- [Available data]:
● ● ● ●

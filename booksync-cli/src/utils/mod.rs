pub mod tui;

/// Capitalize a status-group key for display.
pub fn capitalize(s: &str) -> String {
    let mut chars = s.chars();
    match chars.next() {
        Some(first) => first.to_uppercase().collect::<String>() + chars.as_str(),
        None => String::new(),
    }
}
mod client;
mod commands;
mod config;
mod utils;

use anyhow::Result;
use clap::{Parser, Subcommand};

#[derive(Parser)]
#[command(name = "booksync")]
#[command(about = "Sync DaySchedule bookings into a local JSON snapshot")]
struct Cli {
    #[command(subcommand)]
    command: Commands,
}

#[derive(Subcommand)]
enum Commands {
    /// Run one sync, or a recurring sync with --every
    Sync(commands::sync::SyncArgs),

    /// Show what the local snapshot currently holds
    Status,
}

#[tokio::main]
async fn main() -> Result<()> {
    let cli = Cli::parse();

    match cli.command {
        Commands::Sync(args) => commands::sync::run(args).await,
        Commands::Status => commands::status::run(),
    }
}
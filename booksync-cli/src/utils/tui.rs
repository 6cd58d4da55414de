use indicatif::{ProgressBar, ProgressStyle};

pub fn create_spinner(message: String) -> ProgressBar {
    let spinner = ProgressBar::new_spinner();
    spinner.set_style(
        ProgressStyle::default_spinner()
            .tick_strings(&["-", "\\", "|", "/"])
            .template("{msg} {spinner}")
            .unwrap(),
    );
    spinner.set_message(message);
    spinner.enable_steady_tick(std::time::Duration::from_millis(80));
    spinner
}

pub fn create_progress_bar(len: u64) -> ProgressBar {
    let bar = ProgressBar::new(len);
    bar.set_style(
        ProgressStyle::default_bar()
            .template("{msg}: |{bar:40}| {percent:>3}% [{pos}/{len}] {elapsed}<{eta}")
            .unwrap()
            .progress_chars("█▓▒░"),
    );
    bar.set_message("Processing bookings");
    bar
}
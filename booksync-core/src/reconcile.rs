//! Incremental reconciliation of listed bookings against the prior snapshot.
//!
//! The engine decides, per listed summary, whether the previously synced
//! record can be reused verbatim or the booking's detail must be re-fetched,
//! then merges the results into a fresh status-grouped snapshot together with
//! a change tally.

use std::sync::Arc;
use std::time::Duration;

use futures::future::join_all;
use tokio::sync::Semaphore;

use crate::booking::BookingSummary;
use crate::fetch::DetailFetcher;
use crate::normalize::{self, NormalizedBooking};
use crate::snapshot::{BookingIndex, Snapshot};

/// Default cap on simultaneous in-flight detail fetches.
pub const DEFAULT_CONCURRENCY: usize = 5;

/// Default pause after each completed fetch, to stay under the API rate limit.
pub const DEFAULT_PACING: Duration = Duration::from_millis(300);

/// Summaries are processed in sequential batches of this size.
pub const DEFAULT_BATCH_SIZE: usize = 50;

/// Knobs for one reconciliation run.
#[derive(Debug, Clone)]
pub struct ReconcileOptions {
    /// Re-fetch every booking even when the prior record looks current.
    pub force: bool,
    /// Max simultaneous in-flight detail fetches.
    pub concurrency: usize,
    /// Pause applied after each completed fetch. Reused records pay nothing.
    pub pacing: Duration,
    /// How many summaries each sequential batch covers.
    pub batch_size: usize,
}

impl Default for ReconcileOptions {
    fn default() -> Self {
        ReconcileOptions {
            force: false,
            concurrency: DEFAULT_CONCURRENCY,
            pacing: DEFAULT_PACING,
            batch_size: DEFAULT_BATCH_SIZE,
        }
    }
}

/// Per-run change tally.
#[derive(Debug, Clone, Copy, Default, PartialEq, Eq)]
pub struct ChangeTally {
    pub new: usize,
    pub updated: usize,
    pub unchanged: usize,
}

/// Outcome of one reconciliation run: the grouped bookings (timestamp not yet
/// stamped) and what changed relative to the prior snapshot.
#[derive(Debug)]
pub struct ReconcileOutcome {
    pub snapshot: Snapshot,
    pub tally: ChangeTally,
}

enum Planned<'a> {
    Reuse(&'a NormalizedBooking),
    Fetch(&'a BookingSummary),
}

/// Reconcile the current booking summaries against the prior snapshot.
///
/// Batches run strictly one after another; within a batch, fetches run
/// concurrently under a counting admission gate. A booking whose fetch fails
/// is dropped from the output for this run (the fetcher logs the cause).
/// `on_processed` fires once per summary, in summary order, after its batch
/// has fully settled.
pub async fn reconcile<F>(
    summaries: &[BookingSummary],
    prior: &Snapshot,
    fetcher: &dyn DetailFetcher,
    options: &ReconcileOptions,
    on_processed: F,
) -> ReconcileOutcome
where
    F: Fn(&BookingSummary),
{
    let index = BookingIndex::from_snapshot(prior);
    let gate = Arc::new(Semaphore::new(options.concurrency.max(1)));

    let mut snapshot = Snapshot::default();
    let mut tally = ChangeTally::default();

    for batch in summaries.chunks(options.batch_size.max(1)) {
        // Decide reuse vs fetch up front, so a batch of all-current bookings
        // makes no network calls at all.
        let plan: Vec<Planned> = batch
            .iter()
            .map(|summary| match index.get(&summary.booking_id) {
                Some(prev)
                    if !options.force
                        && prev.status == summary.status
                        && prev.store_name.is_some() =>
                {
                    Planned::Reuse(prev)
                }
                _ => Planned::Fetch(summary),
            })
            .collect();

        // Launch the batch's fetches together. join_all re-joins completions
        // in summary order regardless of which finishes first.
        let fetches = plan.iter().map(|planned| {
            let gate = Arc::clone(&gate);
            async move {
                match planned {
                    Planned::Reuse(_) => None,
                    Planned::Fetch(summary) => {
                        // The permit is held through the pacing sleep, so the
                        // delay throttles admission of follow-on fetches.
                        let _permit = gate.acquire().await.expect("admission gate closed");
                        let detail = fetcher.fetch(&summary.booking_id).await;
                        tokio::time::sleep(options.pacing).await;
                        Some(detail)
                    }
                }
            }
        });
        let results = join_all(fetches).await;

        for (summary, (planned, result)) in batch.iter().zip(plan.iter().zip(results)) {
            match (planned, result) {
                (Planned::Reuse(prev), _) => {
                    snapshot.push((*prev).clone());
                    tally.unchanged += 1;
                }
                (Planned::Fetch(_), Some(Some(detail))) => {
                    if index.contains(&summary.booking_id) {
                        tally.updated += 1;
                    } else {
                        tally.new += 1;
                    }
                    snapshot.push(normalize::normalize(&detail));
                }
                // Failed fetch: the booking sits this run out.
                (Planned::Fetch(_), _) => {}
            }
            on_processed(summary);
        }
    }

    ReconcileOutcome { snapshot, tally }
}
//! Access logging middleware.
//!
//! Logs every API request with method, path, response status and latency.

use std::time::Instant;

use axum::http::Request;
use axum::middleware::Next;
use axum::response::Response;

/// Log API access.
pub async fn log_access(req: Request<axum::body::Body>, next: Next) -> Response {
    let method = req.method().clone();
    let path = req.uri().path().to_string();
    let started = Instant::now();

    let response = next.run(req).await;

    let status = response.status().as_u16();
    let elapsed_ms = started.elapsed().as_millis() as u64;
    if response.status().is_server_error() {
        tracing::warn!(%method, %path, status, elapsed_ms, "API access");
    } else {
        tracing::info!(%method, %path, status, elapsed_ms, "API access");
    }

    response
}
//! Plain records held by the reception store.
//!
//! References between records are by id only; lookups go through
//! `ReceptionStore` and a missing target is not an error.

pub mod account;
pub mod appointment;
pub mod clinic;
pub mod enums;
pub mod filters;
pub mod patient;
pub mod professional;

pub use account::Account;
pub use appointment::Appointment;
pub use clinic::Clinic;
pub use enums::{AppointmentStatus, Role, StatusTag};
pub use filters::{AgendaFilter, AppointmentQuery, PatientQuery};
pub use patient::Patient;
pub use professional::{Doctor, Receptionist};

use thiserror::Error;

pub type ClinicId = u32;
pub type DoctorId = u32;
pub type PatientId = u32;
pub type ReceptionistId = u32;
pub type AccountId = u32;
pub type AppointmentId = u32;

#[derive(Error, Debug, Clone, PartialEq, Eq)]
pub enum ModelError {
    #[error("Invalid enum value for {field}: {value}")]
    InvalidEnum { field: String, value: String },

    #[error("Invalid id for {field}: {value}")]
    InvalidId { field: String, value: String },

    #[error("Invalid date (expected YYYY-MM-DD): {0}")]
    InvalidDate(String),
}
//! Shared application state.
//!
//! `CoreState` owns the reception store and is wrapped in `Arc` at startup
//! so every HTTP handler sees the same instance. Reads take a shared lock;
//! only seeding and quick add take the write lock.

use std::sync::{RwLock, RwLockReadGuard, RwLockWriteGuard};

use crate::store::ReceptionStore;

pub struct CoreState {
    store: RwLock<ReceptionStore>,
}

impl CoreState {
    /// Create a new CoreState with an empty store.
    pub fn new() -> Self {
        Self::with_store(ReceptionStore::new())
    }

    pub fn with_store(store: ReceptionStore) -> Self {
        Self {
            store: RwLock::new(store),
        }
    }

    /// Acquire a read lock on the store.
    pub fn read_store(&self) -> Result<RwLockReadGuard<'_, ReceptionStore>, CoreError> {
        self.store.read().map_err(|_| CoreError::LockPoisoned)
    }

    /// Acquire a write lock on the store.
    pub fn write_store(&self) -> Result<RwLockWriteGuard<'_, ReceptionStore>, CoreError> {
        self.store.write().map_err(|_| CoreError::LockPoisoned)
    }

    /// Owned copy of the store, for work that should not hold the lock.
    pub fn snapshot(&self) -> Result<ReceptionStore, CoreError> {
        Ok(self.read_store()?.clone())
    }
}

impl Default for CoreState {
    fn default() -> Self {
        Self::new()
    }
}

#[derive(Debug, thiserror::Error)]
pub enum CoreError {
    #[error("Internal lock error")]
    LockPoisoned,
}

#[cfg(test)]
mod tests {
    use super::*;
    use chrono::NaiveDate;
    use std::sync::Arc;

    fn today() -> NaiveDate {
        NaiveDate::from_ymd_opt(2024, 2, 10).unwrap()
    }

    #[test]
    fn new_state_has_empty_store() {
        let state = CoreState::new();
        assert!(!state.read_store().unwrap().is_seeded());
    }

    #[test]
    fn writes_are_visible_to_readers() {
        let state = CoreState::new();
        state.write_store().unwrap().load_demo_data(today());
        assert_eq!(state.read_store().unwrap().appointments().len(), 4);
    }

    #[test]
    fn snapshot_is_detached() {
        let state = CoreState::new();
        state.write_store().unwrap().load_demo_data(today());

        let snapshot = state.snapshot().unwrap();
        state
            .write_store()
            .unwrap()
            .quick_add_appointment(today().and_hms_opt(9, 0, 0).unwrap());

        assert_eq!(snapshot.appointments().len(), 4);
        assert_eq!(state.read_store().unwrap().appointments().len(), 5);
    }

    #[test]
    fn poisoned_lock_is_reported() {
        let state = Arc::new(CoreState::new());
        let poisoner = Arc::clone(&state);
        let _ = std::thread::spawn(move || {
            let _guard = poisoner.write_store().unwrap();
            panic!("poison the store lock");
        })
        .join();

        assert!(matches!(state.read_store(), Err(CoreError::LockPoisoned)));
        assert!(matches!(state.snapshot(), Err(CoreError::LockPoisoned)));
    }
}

● ● ● ●

- [Work to be completed]: Copy each line above containing the string "NaiveDate".

- [Reply]:
    use chrono::NaiveDate;
    fn today() -> NaiveDate {
        NaiveDate::from_ymd_opt(2024, 2, 10).unwrap()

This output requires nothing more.